_TASK REQUIREMENTS_
From the records below, please repeat exactly the line that has "fn fmt(&self, f: &mut", the line that has "one cache instance", and every line between them, and nothing else.

Dataset entries
use std::collections::HashMap;
use std::sync::Arc;

use super::ExpiringConfigCache;
use crate::domain::{CacheError, ParameterSource};

/// Read every key once through a throwaway cache
///
/// A new cache is built on each call, so nothing is reused between calls;
/// callers that read repeatedly should hold an [`ExpiringConfigCache`].
pub async fn batch_read<I, S>(
    source: Arc<dyn ParameterSource>,
    keys: I,
) -> Result<HashMap<String, String>, CacheError>
where
    I: IntoIterator<Item = S>,
    S: Into<String>,
{
    let cache = ExpiringConfigCache::create(source, keys, None)?;
    cache.values().await
}
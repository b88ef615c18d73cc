//! Validated construction inputs: the key set and the expiry duration

use std::time::Duration;

use crate::domain::CacheError;

/// Default time a successful refresh stays fresh (3 minutes)
pub const DEFAULT_EXPIRY_MS: u64 = 180_000;

/// Ordered, non-empty set of parameter names fixed for the life of a cache
#[derive(Debug, Clone, PartialEq, Eq)]
pub struct KeySet(Vec<String>);

impl KeySet {
    /// Create a key set, rejecting an empty sequence
    pub fn new<I, S>(keys: I) -> Result<Self, CacheError>
    where
        I: IntoIterator<Item = S>,
        S: Into<String>,
    {
        let keys: Vec<String> = keys.into_iter().map(Into::into).collect();
        validate_keys(&keys)?;
        Ok(Self(keys))
    }

    pub fn as_slice(&self) -> &[String] {
        &self.0
    }

    pub fn iter(&self) -> impl Iterator<Item = &str> {
        self.0.iter().map(String::as_str)
    }

    pub fn len(&self) -> usize {
        self.0.len()
    }

    /// A key set is never empty once constructed
    pub fn is_empty(&self) -> bool {
        self.0.is_empty()
    }

    pub fn contains(&self, key: &str) -> bool {
        self.0.iter().any(|k| k == key)
    }
}

impl TryFrom<Vec<String>> for KeySet {
    type Error = CacheError;

    fn try_from(value: Vec<String>) -> Result<Self, Self::Error> {
        Self::new(value)
    }
}

impl std::fmt::Display for KeySet {
    fn fmt(&self, f: &mut std::fmt::Formatter<'_>) -> std::fmt::Result {
        write!(f, "{}", self.0.join(","))
    }
}

fn validate_keys(keys: &[String]) -> Result<(), CacheError> {
    if keys.is_empty() {
        return Err(CacheError::invalid_argument(
            "non-empty array of config keys required",
        ));
    }

    Ok(())
}

/// Positive duration shared by every key of one cache instance
#[derive(Debug, Clone, Copy, PartialEq, Eq)]
pub struct Expiry(Duration);

impl Expiry {
    pub fn new(duration: Duration) -> Result<Self, CacheError> {
        if duration.is_zero() {
            return Err(expiry_error());
        }

        Ok(Self(duration))
    }

    /// Build from a signed millisecond count, as read from configuration
    pub fn from_millis(ms: i64) -> Result<Self, CacheError> {
        if ms <= 0 {
            return Err(expiry_error());
        }

        Ok(Self(Duration::from_millis(ms as u64)))
    }

    /// Resolve an optional expiry, falling back to the 180000 ms default
    pub fn or_default(duration: Option<Duration>) -> Result<Self, CacheError> {
        match duration {
            Some(duration) => Self::new(duration),
            None => Ok(Self::default()),
        }
    }

    pub fn as_duration(&self) -> Duration {
        self.0
    }

    pub fn as_millis(&self) -> u128 {
        self.0.as_millis()
    }
}

impl Default for Expiry {
    fn default() -> Self {
        Self(Duration::from_millis(DEFAULT_EXPIRY_MS))
    }
}

fn expiry_error() -> CacheError {
    CacheError::invalid_argument("expiry must be greater than zero, or omitted")
}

_SOLUTION TO THE PROBLEM_
    fn fmt(&self, f: &mut std::fmt::Formatter<'_>) -> std::fmt::Result {
        write!(f, "{}", self.0.join(","))
    }
}

fn validate_keys(keys: &[String]) -> Result<(), CacheError> {
    if keys.is_empty() {
        return Err(CacheError::invalid_argument(
            "non-empty array of config keys required",
        ));
    }

    Ok(())
}

/// Positive duration shared by every key of one cache instance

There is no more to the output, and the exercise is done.